The CEO of privacy-oriented search engine DuckDuckGo said its talks with Apple about a potential contract failed because the smartphone maker was reluctant to give up Google's multibillion dollar paychecks, according to newly transcripts of a landmark antitrust trial of the Alphabet unit.
Gabriel Weinberg, who also founded the company, testified on Sept. 21 on the effect on DuckDuckGo of Google's $10 billion in annual payments to smartphone makers and others to keep its search engine as the default on computers or mobile devices.
Some of his testimony took place outside of public view.

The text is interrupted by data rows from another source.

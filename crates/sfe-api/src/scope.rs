//! Tenant-scoped record loaders.
//!
//! Each loader fetches a record by id and checks it belongs to the session's
//! company. Records of another company are reported as missing, never as
//! forbidden, so ids do not leak across tenants.

use sfe_core::{
  customer::{Contact, Customer},
  org::{Team, Territory, User},
  store::SalesStore,
  visit::{CallReport, Photo, PreCallPlan},
};
use uuid::Uuid;

use crate::{auth::Session, error::ApiError};

fn scoped<T>(
  record: Option<T>,
  company_id: impl Fn(&T) -> Uuid,
  session: &Session,
  entity: &str,
  id: Uuid,
) -> Result<T, ApiError> {
  record
    .filter(|r| company_id(r) == session.company_id())
    .ok_or_else(|| ApiError::not_found(entity, id))
}

pub async fn territory<S: SalesStore>(
  store: &S,
  session: &Session,
  id: Uuid,
) -> Result<Territory, ApiError> {
  let record = store.get_territory(id).await.map_err(ApiError::store)?;
  scoped(record, |t| t.company_id, session, "territory", id)
}

pub async fn team<S: SalesStore>(store: &S, session: &Session, id: Uuid) -> Result<Team, ApiError> {
  let record = store.get_team(id).await.map_err(ApiError::store)?;
  scoped(record, |t| t.company_id, session, "team", id)
}

pub async fn user<S: SalesStore>(store: &S, session: &Session, id: Uuid) -> Result<User, ApiError> {
  let record = store.get_user(id).await.map_err(ApiError::store)?;
  scoped(record, |u| u.company_id, session, "user", id)
}

pub async fn customer<S: SalesStore>(
  store: &S,
  session: &Session,
  id: Uuid,
) -> Result<Customer, ApiError> {
  let record = store.get_customer(id).await.map_err(ApiError::store)?;
  scoped(record, |c| c.company_id, session, "customer", id)
}

pub async fn contact<S: SalesStore>(
  store: &S,
  session: &Session,
  id: Uuid,
) -> Result<Contact, ApiError> {
  let record = store.get_contact(id).await.map_err(ApiError::store)?;
  scoped(record, |c| c.company_id, session, "contact", id)
}

/// Sales reps only see their own plans.
pub async fn plan<S: SalesStore>(
  store: &S,
  session: &Session,
  id: Uuid,
) -> Result<PreCallPlan, ApiError> {
  let record = store.get_plan(id).await.map_err(ApiError::store)?;
  let plan = scoped(record, |p| p.company_id, session, "plan", id)?;
  if !session.is_manager() && plan.sr_id != session.user_id() {
    return Err(ApiError::not_found("plan", id));
  }
  Ok(plan)
}

/// Sales reps only see their own reports.
pub async fn report<S: SalesStore>(
  store: &S,
  session: &Session,
  id: Uuid,
) -> Result<CallReport, ApiError> {
  let record = store.get_report(id).await.map_err(ApiError::store)?;
  let report = scoped(record, |r| r.company_id, session, "report", id)?;
  if !session.is_manager() && report.sr_id != session.user_id() {
    return Err(ApiError::not_found("report", id));
  }
  Ok(report)
}

/// A photo is visible to whoever can see its report.
pub async fn photo<S: SalesStore>(
  store: &S,
  session: &Session,
  id: Uuid,
) -> Result<(Photo, CallReport), ApiError> {
  let record = store.get_photo(id).await.map_err(ApiError::store)?;
  let photo = scoped(record, |p| p.company_id, session, "photo", id)?;
  let report = match report(store, session, photo.report_id).await {
    Err(ApiError::NotFound(_)) => return Err(ApiError::not_found("photo", id)),
    other => other?,
  };
  Ok((photo, report))
}

/// Turn a missing referenced record into a validation error on `field`.
pub fn as_reference<T>(result: Result<T, ApiError>, field: &str) -> Result<T, ApiError> {
  match result {
    Err(ApiError::NotFound(message)) => Err(ApiError::Unprocessable(format!("{field}: {message}"))),
    other => other,
  }
}

/// Validate optional territory and team references of a create or update
/// body against the session's company.
pub async fn check_refs<S: SalesStore>(
  store: &S,
  session: &Session,
  territory_id: Option<Uuid>,
  team_id: Option<Uuid>,
) -> Result<(), ApiError> {
  if let Some(id) = territory_id {
    as_reference(territory(store, session, id).await, "territory_id")?;
  }
  if let Some(id) = team_id {
    as_reference(team(store, session, id).await, "team_id")?;
  }
  Ok(())
}
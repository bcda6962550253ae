//! `sfe`: the SFE backend server binary.
//!
//! Reads `config.toml` (or the path given with `--config`), layers `SFE_*`
//! environment variables over it, opens the SQLite store and serves the JSON
//! API under `/api`.
//!
//! ```text
//! sfe serve
//! sfe hash-password          # reads a password from stdin
//! sfe seed --company "Demo Pharma" --password demo-password
//! ```

mod seed;
mod settings;

use std::{path::PathBuf, sync::Arc};

use anyhow::Context as _;
use axum::{Json, Router, routing::get};
use clap::{Parser, Subcommand};
use serde::Serialize;
use sfe_api::{AppState, api_router, auth::hash_password, geocode::Geocoder};
use sfe_store_sqlite::SqliteStore;
use tokio::net::TcpListener;
use tracing::{info, level_filters::LevelFilter, warn};
use tracing_subscriber::EnvFilter;

use crate::settings::ServerConfig;

const MIN_SECRET_BYTES: usize = 32;

#[derive(Parser)]
#[command(author, version, about = "Sales force effectiveness backend")]
struct Cli {
  /// Path to the TOML configuration file.
  #[arg(short, long, default_value = "config.toml", global = true)]
  config: PathBuf,

  #[command(subcommand)]
  command: Command,
}

#[derive(Subcommand)]
enum Command {
  /// Serve the HTTP API.
  Serve,
  /// Print the argon2 hash of a password read from stdin.
  HashPassword,
  /// Create a demo company with users and customers; does nothing if the
  /// company already exists.
  Seed {
    #[arg(long, default_value = "Demo Pharma")]
    company:  String,
    /// Password shared by the demo users.
    #[arg(long, default_value = "demo-password")]
    password: String,
  },
}

#[tokio::main]
async fn main() -> anyhow::Result<()> {
  tracing_subscriber::fmt()
    .with_env_filter(
      EnvFilter::builder()
        .with_default_directive(LevelFilter::INFO.into())
        .from_env_lossy(),
    )
    .init();

  let cli = Cli::parse();

  match cli.command {
    Command::HashPassword => {
      let password = read_password()?;
      println!("{}", hash_password(&password)?);
      Ok(())
    }
    Command::Seed { company, password } => {
      let cfg = ServerConfig::load(&cli.config)?;
      let store = open_store(&cfg).await?;
      let hash = hash_password(&password)?;
      match seed::run(&store, &company, &hash).await? {
        seed::Outcome::Created { users } => {
          println!("created {company:?} with users: {}", users.join(", "));
        }
        seed::Outcome::AlreadySeeded => println!("{company:?} already exists; nothing to do"),
      }
      Ok(())
    }
    Command::Serve => serve(ServerConfig::load(&cli.config)?).await,
  }
}

async fn open_store(cfg: &ServerConfig) -> anyhow::Result<SqliteStore> {
  if let Some(parent) = cfg.database_path.parent() {
    tokio::fs::create_dir_all(parent)
      .await
      .with_context(|| format!("failed to create {}", parent.display()))?;
  }
  SqliteStore::open(&cfg.database_path)
    .await
    .with_context(|| format!("failed to open store at {:?}", cfg.database_path))
}

async fn serve(cfg: ServerConfig) -> anyhow::Result<()> {
  if cfg.jwt_secret.len() < MIN_SECRET_BYTES {
    warn!("jwt_secret is shorter than {MIN_SECRET_BYTES} bytes; use a longer random value");
  }
  if cfg.demo_login {
    warn!(user = ?cfg.demo_username, "demo login is enabled");
  }

  let store = open_store(&cfg).await?;
  tokio::fs::create_dir_all(&cfg.photo_dir)
    .await
    .with_context(|| format!("failed to create photo directory {:?}", cfg.photo_dir))?;
  let geocoder = Geocoder::new(cfg.geocoder.clone()).context("failed to build geocoder client")?;

  let state = AppState::new(Arc::new(store), cfg.api_config(), geocoder);
  let app = Router::new()
    .route("/health", get(health))
    .nest("/api", api_router(state));

  let address = cfg.address();
  info!("Listening on http://{address}");
  let listener = TcpListener::bind(&address)
    .await
    .with_context(|| format!("failed to bind {address}"))?;

  axum::serve(listener, app).await.context("server error")?;
  Ok(())
}

#[derive(Serialize)]
struct Health {
  status:  &'static str,
  version: &'static str,
}

async fn health() -> Json<Health> {
  Json(Health { status: "ok", version: env!("CARGO_PKG_VERSION") })
}

/// Read one line from stdin, without the trailing newline.
fn read_password() -> anyhow::Result<String> {
  use std::io::{self, BufRead, Write};
  eprint!("Password: ");
  io::stderr().flush().ok();
  let mut line = String::new();
  io::stdin().lock().read_line(&mut line)?;
  Ok(line.trim_end_matches(['\n', '\r']).to_owned())
}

A redacted transcript unsealed late on Wednesday showed DuckDuckGo had struck a deal with Apple in 2014 to be shown as an option on Apple devices. Soon after, DuckDuckGo began pressing Apple to be made the default choice for users who wanted to work in privacy mode, which limited data collected on the user.
App makers seek to be the default in their area, whether it be search or maps or anything else, because many users are unable or reluctant to change defaults.
Weinberg said Apple seemed "really interested" in 2016, and executives of the two companies had meetings in 2017 and 2018 to discuss the shift to DuckDuckGo as the default in privacy mode. DuckDuckGo has about 2.5% of the search market, he testified.
In those meetings, Weinberg said, Apple executives would bring up the concern that its distribution agreements with Google may bar the change. The potential deal died in 2019, Weinberg argued because of the Google payments.
Apple's John Giannandrea, in charge of machine learning and AI strategy whose testimony behind closed doors was also unsealed late Wednesday, had testified in September that Apple had compared Bing and Google with an eye toward playing the two against each other.
Giannandrea testified about Apple's toying with the idea of buying Bing or using it as a default search engine instead of Google, an idea that Giannandrea opposed because of Bing's lower quality search results.
The Justice Department has said that Google, which has some 90% of the search market, pays some $10 billion annually to Apple, other smartphone makers and others to be the default search. That clout in search has made Google a heavy hitter in the lucrative advertising market, boosting its profits.